Exercise prompt -> Could you repeat every record exactly as it appears?

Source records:

===============

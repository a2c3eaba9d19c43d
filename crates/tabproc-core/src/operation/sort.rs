//! Single-key stable sort over the data rows

use super::non_negative;
use crate::argument::{Argument, ArgumentMut, ArgumentSlot, ArgumentValue};
use crate::condition::fold_case;
use crate::numeric::{self, Numeric};
use crate::status::ProcessStatus;
use crate::table::Table;
use serde::{Deserialize, Serialize};
use std::cmp::Ordering;

#[derive(Debug, Clone, PartialEq, Serialize, Deserialize)]
#[serde(default)]
pub struct Sort {
    pub key_index: i64,
    /// Compare as decimals; unparsable cells sort as NaN (smallest)
    pub as_number: bool,
    pub reverse: bool,
    pub case_sensitive: bool,
}

impl Default for Sort {
    fn default() -> Self {
        Self {
            key_index: 0,
            as_number: false,
            reverse: false,
            case_sensitive: true,
        }
    }
}

enum SortKey {
    Text(String),
    Number(f64),
}

impl SortKey {
    fn compare(&self, other: &SortKey) -> Ordering {
        match (self, other) {
            (SortKey::Text(a), SortKey::Text(b)) => a.cmp(b),
            (SortKey::Number(a), SortKey::Number(b)) => numeric::sort_order(*a, *b),
            _ => Ordering::Equal,
        }
    }
}

impl Sort {
    pub(crate) fn verify(&self, status: &mut ProcessStatus) {
        if self.key_index < 0 {
            status.argument_error("key_index", "column index must not be negative");
        }
    }

    fn key(&self, row: &[String], column: usize) -> SortKey {
        let value = row.get(column).map_or("", String::as_str);
        if self.as_number {
            SortKey::Number(f64::parse(value).unwrap_or(f64::NAN))
        } else if self.case_sensitive {
            SortKey::Text(value.to_string())
        } else {
            SortKey::Text(fold_case(value))
        }
    }

    pub(crate) fn apply(&self, table: &mut Table, status: &mut ProcessStatus) {
        let Some(column) = non_negative(self.key_index, "key_index", status) else {
            return;
        };
        if !table.has_column(column) {
            status.warn(format!("column {} does not exist", column));
        }

        let offset = table.header_offset();
        let rows = table.rows_mut();
        let data = rows.split_off(offset);
        let mut keyed: Vec<(SortKey, Vec<String>)> = data
            .into_iter()
            .map(|row| (self.key(&row, column), row))
            .collect();
        keyed.sort_by(|(a, _), (b, _)| {
            if self.reverse {
                b.compare(a)
            } else {
                a.compare(b)
            }
        });
        rows.extend(keyed.into_iter().map(|(_, row)| row));
    }

    pub(crate) fn arguments(&self) -> Vec<Argument<'_>> {
        vec![
            Argument::new("key_index", ArgumentValue::Index(self.key_index)),
            Argument::new("as_number", ArgumentValue::Boolean(self.as_number)),
            Argument::new("reverse", ArgumentValue::Boolean(self.reverse)),
            Argument::new("case_sensitive", ArgumentValue::Boolean(self.case_sensitive)),
        ]
    }

    pub(crate) fn arguments_mut(&mut self) -> Vec<ArgumentSlot<'_>> {
        vec![
            ArgumentSlot::new("key_index", ArgumentMut::Index(&mut self.key_index)),
            ArgumentSlot::new("as_number", ArgumentMut::Boolean(&mut self.as_number)),
            ArgumentSlot::new("reverse", ArgumentMut::Boolean(&mut self.reverse)),
            ArgumentSlot::new("case_sensitive", ArgumentMut::Boolean(&mut self.case_sensitive)),
        ]
    }
}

===============

Expected answer ->
repository a2c3eaba9d19c43d
filename crates/tabproc-core/src/operation/sort.rs
//! Single-key stable sort over the data rows

use super::non_negative;
use crate::argument::{Argument, ArgumentMut, ArgumentSlot, ArgumentValue};
use crate::condition::fold_case;
use crate::numeric::{self, Numeric};
use crate::status::ProcessStatus;
use crate::table::Table;
use serde::{Deserialize, Serialize};
use std::cmp::Ordering;

#[derive(Debug, Clone, PartialEq, Serialize, Deserialize)]
#[serde(default)]
pub struct Sort {
    pub key_index: i64,
    /// Compare as decimals; unparsable cells sort as NaN (smallest)
    pub as_number: bool,
    pub reverse: bool,
    pub case_sensitive: bool,
}

impl Default for Sort {
    fn default() -> Self {
        Self {
            key_index: 0,
            as_number: false,
            reverse: false,
            case_sensitive: true,
        }
    }
}

enum SortKey {
    Text(String),
    Number(f64),
}

impl SortKey {
    fn compare(&self, other: &SortKey) -> Ordering {
        match (self, other) {
            (SortKey::Text(a), SortKey::Text(b)) => a.cmp(b),
            (SortKey::Number(a), SortKey::Number(b)) => numeric::sort_order(*a, *b),
            _ => Ordering::Equal,
        }
    }
}

impl Sort {
    pub(crate) fn verify(&self, status: &mut ProcessStatus) {
        if self.key_index < 0 {
            status.argument_error("key_index", "column index must not be negative");
        }
    }

    fn key(&self, row: &[String], column: usize) -> SortKey {
        let value = row.get(column).map_or("", String::as_str);
        if self.as_number {
            SortKey::Number(f64::parse(value).unwrap_or(f64::NAN))
        } else if self.case_sensitive {
            SortKey::Text(value.to_string())
        } else {
            SortKey::Text(fold_case(value))
        }
    }

    pub(crate) fn apply(&self, table: &mut Table, status: &mut ProcessStatus) {
        let Some(column) = non_negative(self.key_index, "key_index", status) else {
            return;
        };
        if !table.has_column(column) {
            status.warn(format!("column {} does not exist", column));
        }

        let offset = table.header_offset();
        let rows = table.rows_mut();
        let data = rows.split_off(offset);
        let mut keyed: Vec<(SortKey, Vec<String>)> = data
            .into_iter()
            .map(|row| (self.key(&row, column), row))
            .collect();
        keyed.sort_by(|(a, _), (b, _)| {
            if self.reverse {
                b.compare(a)
            } else {
                a.compare(b)
            }
        });
        rows.extend(keyed.into_iter().map(|(_, row)| row));
    }

    pub(crate) fn arguments(&self) -> Vec<Argument<'_>> {
        vec![
            Argument::new("key_index", ArgumentValue::Index(self.key_index)),
            Argument::new("as_number", ArgumentValue::Boolean(self.as_number)),
            Argument::new("reverse", ArgumentValue::Boolean(self.reverse)),
            Argument::new("case_sensitive", ArgumentValue::Boolean(self.case_sensitive)),
        ]
    }

    pub(crate) fn arguments_mut(&mut self) -> Vec<ArgumentSlot<'_>> {
        vec![
            ArgumentSlot::new("key_index", ArgumentMut::Index(&mut self.key_index)),
            ArgumentSlot::new("as_number", ArgumentMut::Boolean(&mut self.as_number)),
            ArgumentSlot::new("reverse", ArgumentMut::Boolean(&mut self.reverse)),
            ArgumentSlot::new("case_sensitive", ArgumentMut::Boolean(&mut self.case_sensitive)),
        ]
    }
}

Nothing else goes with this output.